I feel absolutely awful. I still don't have a job and I have no idea what's going to happen to me. I just want to die, people are awful and disgusting and life doesn't matter at all.
I didn't do anything slightly productive besides immersing myself deeply in my limerence over my fav artist. I know this might be a coping mechanism since she's basically the only source of joy I still have and she made me feel happiness when I needed most.
I feel so dumb and ridiculous because I'll turn 30 next year and I've amounted to nothing in life besided neeting. At the same time I know I couldn't bring myself to do anything productive because I'm not well mentally. People think I'm just lazy but only I know what I go through every day in my mind. It's a struggle to survive with my brain each day but it doesn't stop me from feeling terrible.

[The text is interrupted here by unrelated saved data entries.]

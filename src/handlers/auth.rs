use super::AppState;
use crate::error::{missing_field, RelayResult};
use axum::extract::State;
use axum::Json;
use serde::Deserialize;
use serde_json::{json, Value};

#[derive(Debug, Deserialize)]
pub struct SubmitCode {
    pub code: Option<String>,
    pub state: Option<String>,
}

/// GET /auth/status
pub async fn auth_status(State(state): State<AppState>) -> Json<Value> {
    let pending = state.credentials.pending().await.map(|p| {
        json!({
            "url": p.url,
            "state": p.state,
            "created_at": p.created_at,
        })
    });

    Json(json!({
        "authorized": state.credentials.has_valid_credential(),
        "pending": pending,
    }))
}

/// POST /auth/code, completing a deferred manual authorization
pub async fn submit_code(
    State(state): State<AppState>,
    Json(body): Json<SubmitCode>,
) -> RelayResult<Json<Value>> {
    let code = body.code.ok_or_else(|| missing_field("code"))?;
    state
        .credentials
        .submit_code(body.state.as_deref(), &code)
        .await?;

    Ok(Json(json!({ "status": "Authorized" })))
}

/// GET /health
pub async fn health() -> &'static str {
    "OK"
}
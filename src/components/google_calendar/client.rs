use super::models::CalendarOperation;
use super::token::Credential;
use crate::error::{config_error, Error, RelayResult};
use async_trait::async_trait;
use reqwest::{Client, Method, Request};
use serde_json::Value;
use tracing::debug;
use url::Url;

/// Performs calendar operations on behalf of a credential
#[async_trait]
pub trait CalendarProvider: Send + Sync {
    async fn invoke(
        &self,
        credential: &Credential,
        operation: CalendarOperation,
    ) -> RelayResult<Value>;
}

/// REST client for the Google Calendar v3 API
#[derive(Debug, Clone)]
pub struct GoogleCalendarClient {
    client: Client,
    base_url: Url,
    calendar_id: String,
}

impl GoogleCalendarClient {
    pub fn new(base_url: &str, calendar_id: impl Into<String>) -> RelayResult<Self> {
        let base_url = Url::parse(base_url)
            .map_err(|e| config_error(&format!("Invalid API base URL {}: {}", base_url, e)))?;
        if base_url.cannot_be_a_base() {
            return Err(config_error(&format!(
                "API base URL {} cannot carry a path",
                base_url
            )));
        }

        Ok(Self {
            client: Client::new(),
            base_url,
            calendar_id: calendar_id.into(),
        })
    }

    /// `{base}/calendars/{calendarId}/events[/{eventId}]` with encoded segments
    fn events_url(&self, event_id: Option<&str>) -> RelayResult<Url> {
        let mut url = self.base_url.clone();
        {
            let mut segments = url
                .path_segments_mut()
                .map_err(|_| config_error("API base URL cannot carry a path"))?;
            segments
                .pop_if_empty()
                .extend(["calendars", self.calendar_id.as_str(), "events"]);
            if let Some(event_id) = event_id {
                segments.push(event_id);
            }
        }
        Ok(url)
    }

    pub fn build_request(
        &self,
        credential: &Credential,
        operation: &CalendarOperation,
    ) -> RelayResult<Request> {
        let builder = match operation {
            CalendarOperation::List(query) => self
                .client
                .request(Method::GET, self.events_url(None)?)
                .query(query),
            CalendarOperation::Insert { event } => self
                .client
                .request(Method::POST, self.events_url(None)?)
                .json(event),
            CalendarOperation::Update { event_id, event } => self
                .client
                .request(Method::PUT, self.events_url(Some(event_id))?)
                .json(event),
            CalendarOperation::Delete { event_id } => self
                .client
                .request(Method::DELETE, self.events_url(Some(event_id))?),
        };

        Ok(builder.bearer_auth(&credential.access_token).build()?)
    }
}

#[async_trait]
impl CalendarProvider for GoogleCalendarClient {
    async fn invoke(
        &self,
        credential: &Credential,
        operation: CalendarOperation,
    ) -> RelayResult<Value> {
        let request = self.build_request(credential, &operation)?;
        debug!("Calendar {} -> {} {}", operation.name(), request.method(), request.url());

        let response = self.client.execute(request).await?;
        let status = response.status();
        let body = response.text().await?;

        if !status.is_success() {
            return Err(Error::Provider {
                status: status.as_u16(),
                body,
            });
        }

        // events.delete answers 204 with no content
        if body.trim().is_empty() {
            return Ok(Value::Null);
        }

        Ok(serde_json::from_str(&body)?)
    }
}
use super::oauth::PendingAuthorization;
use crate::config::ManualAuthMode;
use crate::error::{authorization_error, other_error, RelayResult};
use async_trait::async_trait;
use std::io::{self, BufRead, Write};
use std::sync::Arc;
use tracing::info;

/// Source of the code for a manual authorization
#[async_trait]
pub trait CodePrompt: Send + Sync {
    /// `Ok(None)` means the code will arrive later through `submit_code`
    async fn request_code(&self, pending: &PendingAuthorization) -> RelayResult<Option<String>>;
}

/// Reads the code from stdin; blocks until the operator enters a line
pub struct TerminalPrompt;

#[async_trait]
impl CodePrompt for TerminalPrompt {
    async fn request_code(&self, pending: &PendingAuthorization) -> RelayResult<Option<String>> {
        info!(
            "Please visit this URL on a device with a web browser: {}",
            pending.url
        );

        let code = tokio::task::spawn_blocking(|| -> io::Result<String> {
            let mut stdout = io::stdout();
            write!(stdout, "Enter the authorization code: ")?;
            stdout.flush()?;

            let mut line = String::new();
            io::stdin().lock().read_line(&mut line)?;
            Ok(line.trim().to_string())
        })
        .await
        .map_err(|e| other_error(&format!("Prompt task failed: {}", e)))??;

        if code.is_empty() {
            return Err(authorization_error("No authorization code entered"));
        }

        Ok(Some(code))
    }
}

/// Leaves the authorization pending so request threads never block on input
pub struct DeferredPrompt;

#[async_trait]
impl CodePrompt for DeferredPrompt {
    async fn request_code(&self, pending: &PendingAuthorization) -> RelayResult<Option<String>> {
        info!(
            "Manual authorization required. Visit {} and POST the code with state {} to /auth/code",
            pending.url, pending.state
        );
        Ok(None)
    }
}

/// Prompt implementation for the configured mode
pub fn prompt_for(mode: ManualAuthMode) -> Arc<dyn CodePrompt> {
    match mode {
        ManualAuthMode::Prompt => Arc::new(TerminalPrompt),
        ManualAuthMode::Deferred => Arc::new(DeferredPrompt),
    }
}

Yeah I knew someone who was a neet. Younger than you but still going through the same emotions. This has been the worst year of my life, I don't know objectively, but it's how I feel. 28 and haven't really accomplished anything far as I know. I have virtual copes, music being one of them. We're not "lazy" we're broken and fed up I think.

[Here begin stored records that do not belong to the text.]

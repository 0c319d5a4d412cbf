use crate::error::{Error, RelayResult};
use chrono::{DateTime, TimeDelta, Utc};
use serde::{Deserialize, Serialize};
use std::fs::{self, OpenOptions};
use std::io::Write;
use std::path::{Path, PathBuf};
use tracing::{debug, info};

/// Tokens are treated as expired this long before Google says they are
const EXPIRY_MARGIN_SECS: i64 = 60;

/// Token material authorizing calendar calls on behalf of one account
#[derive(Debug, Clone, PartialEq, Serialize, Deserialize)]
pub struct Credential {
    pub access_token: String,
    #[serde(default)]
    pub refresh_token: Option<String>,
    /// `None` means the token does not expire
    #[serde(default)]
    pub expires_at: Option<DateTime<Utc>>,
    #[serde(default)]
    pub scopes: Vec<String>,
    pub last_refresh: DateTime<Utc>,
}

/// Response body of Google's token endpoint
#[derive(Debug, Clone, Deserialize)]
pub struct TokenResponse {
    pub access_token: String,
    #[serde(default)]
    pub refresh_token: Option<String>,
    #[serde(default)]
    pub expires_in: Option<i64>,
    /// Space separated list of granted scopes
    #[serde(default)]
    pub scope: Option<String>,
    #[serde(default)]
    pub token_type: Option<String>,
}

impl TokenResponse {
    fn granted_scopes(&self) -> Option<Vec<String>> {
        self.scope
            .as_ref()
            .map(|s| s.split_whitespace().map(str::to_string).collect())
    }
}

fn expiry_from(expires_in: Option<i64>, now: DateTime<Utc>) -> Option<DateTime<Utc>> {
    let secs = expires_in?;
    let expiry = TimeDelta::try_seconds(secs.saturating_sub(EXPIRY_MARGIN_SECS))
        .and_then(|lifetime| now.checked_add_signed(lifetime));

    match expiry {
        Some(expiry) => Some(expiry),
        // Beyond the representable range: far future never expires, far past already has
        None if secs > 0 => None,
        None => Some(now),
    }
}

impl Credential {
    /// Build a credential from a code exchange response
    ///
    /// Falls back to the requested scopes when Google omits the `scope` field.
    pub fn from_response(response: TokenResponse, requested_scopes: &[String]) -> Self {
        let now = Utc::now();
        let scopes = response
            .granted_scopes()
            .unwrap_or_else(|| requested_scopes.to_vec());

        Self {
            access_token: response.access_token,
            refresh_token: response.refresh_token,
            expires_at: expiry_from(response.expires_in, now),
            scopes,
            last_refresh: now,
        }
    }

    /// Apply a refresh response, keeping the old refresh token unless a new one was issued
    pub fn refreshed(mut self, response: TokenResponse) -> Self {
        let now = Utc::now();
        if let Some(scopes) = response.granted_scopes() {
            self.scopes = scopes;
        }
        self.access_token = response.access_token;
        if response.refresh_token.is_some() {
            self.refresh_token = response.refresh_token;
        }
        self.expires_at = expiry_from(response.expires_in, now);
        self.last_refresh = now;
        self
    }

    /// Whether the access token can no longer be used
    pub fn is_expired(&self) -> bool {
        self.is_expired_at(Utc::now())
    }

    pub fn is_expired_at(&self, now: DateTime<Utc>) -> bool {
        match self.expires_at {
            Some(expires_at) => expires_at <= now,
            None => false,
        }
    }

    /// Whether every required scope was granted
    pub fn has_scopes(&self, required: &[String]) -> bool {
        required.iter().all(|scope| self.scopes.contains(scope))
    }

    pub fn can_refresh(&self) -> bool {
        self.refresh_token.is_some()
    }
}

/// File-backed persistence for a single credential
#[derive(Debug, Clone)]
pub struct TokenStore {
    path: PathBuf,
}

impl TokenStore {
    pub fn new(path: impl Into<PathBuf>) -> Self {
        Self { path: path.into() }
    }

    pub fn path(&self) -> &Path {
        &self.path
    }

    /// Read the persisted credential, `Ok(None)` when no file exists
    pub fn load(&self) -> RelayResult<Option<Credential>> {
        let content = match fs::read_to_string(&self.path) {
            Ok(content) => content,
            Err(e) if e.kind() == std::io::ErrorKind::NotFound => {
                debug!("No token file at {}", self.path.display());
                return Ok(None);
            }
            Err(e) => return Err(Error::Io(e)),
        };

        let credential: Credential = serde_json::from_str(&content).map_err(|e| {
            Error::Serialization(format!(
                "Failed to parse token file {}: {}",
                self.path.display(),
                e
            ))
        })?;

        debug!("Loaded credential from {}", self.path.display());
        Ok(Some(credential))
    }

    /// Overwrite the persisted credential
    pub fn save(&self, credential: &Credential) -> RelayResult<()> {
        if let Some(parent) = self.path.parent() {
            if !parent.as_os_str().is_empty() {
                fs::create_dir_all(parent)?;
            }
        }

        // Write next to the target and rename so readers never see half a file
        let mut temp_path = self.path.clone().into_os_string();
        temp_path.push(".tmp");
        let temp_path = PathBuf::from(temp_path);

        let content = serde_json::to_string_pretty(credential)?;

        // A leftover temp file would keep its old mode, so start from a fresh one
        match fs::remove_file(&temp_path) {
            Err(e) if e.kind() != std::io::ErrorKind::NotFound => return Err(Error::Io(e)),
            _ => {}
        }

        let mut options = OpenOptions::new();
        options.write(true).create_new(true);
        #[cfg(unix)]
        {
            use std::os::unix::fs::OpenOptionsExt;
            options.mode(0o600);
        }

        let mut file = options.open(&temp_path)?;
        file.write_all(content.as_bytes())?;
        file.sync_all()?;
        drop(file);

        fs::rename(&temp_path, &self.path)?;

        info!("Saved credential to {}", self.path.display());
        Ok(())
    }
}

2024 has been crystallising, clarifying.
I found my path after 5+ years of searching and failing. After struggling and doubting for so long, I finally knew what there was for me to do in life, with my personality and history, and knew it was right for me and for the world, my destiny, my way to be good and thrive and benefit myself and others, be free from all the things I hate in the world, be myself, be what I want to be, grow and evolve and become better and wiser and learn to be a true powerful force for good. Be with the people like me and who I like and want to be around and learn from. Have true community, true brother- and sister-hood, true companionship, with people who understand the truth.

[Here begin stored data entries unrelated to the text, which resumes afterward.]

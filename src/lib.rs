pub mod app;
pub mod components;
pub mod config;
pub mod error;
pub mod handlers;
pub mod shutdown;
pub mod startup;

Almost simultaneously with finding this path, I also found that it might not be possible for me to pursue it, that I might be kept from it by bullshit bureaucracy and politics. Accepting that that may well happen meant I became suicidal. I have always had suicide inside me since a long time, but now I know it is my other option. If I can't follow my path, I don't want any other kind of life. It would be impossible now that I know that I had a path, if it was denied me, to carry on. So I will go.
So in 2024 I have spent the happiest months of my life (Jan-April, and August) and the most depressed and despairing and miserable (Oct-now). I've spent the time from October really coming to terms with the fact that if I don't get to do this then I am going to die. Right now that feels very peaceful.
I'm so sorry for everyone who has had a year of unrelenting misery
This was a year where I gave into my depression and stopped caring about pretty much anything. Add being taken advantage of at work, and a failing relationship. I can't think of one day in the last 6-8 months I didn't consider can at least once.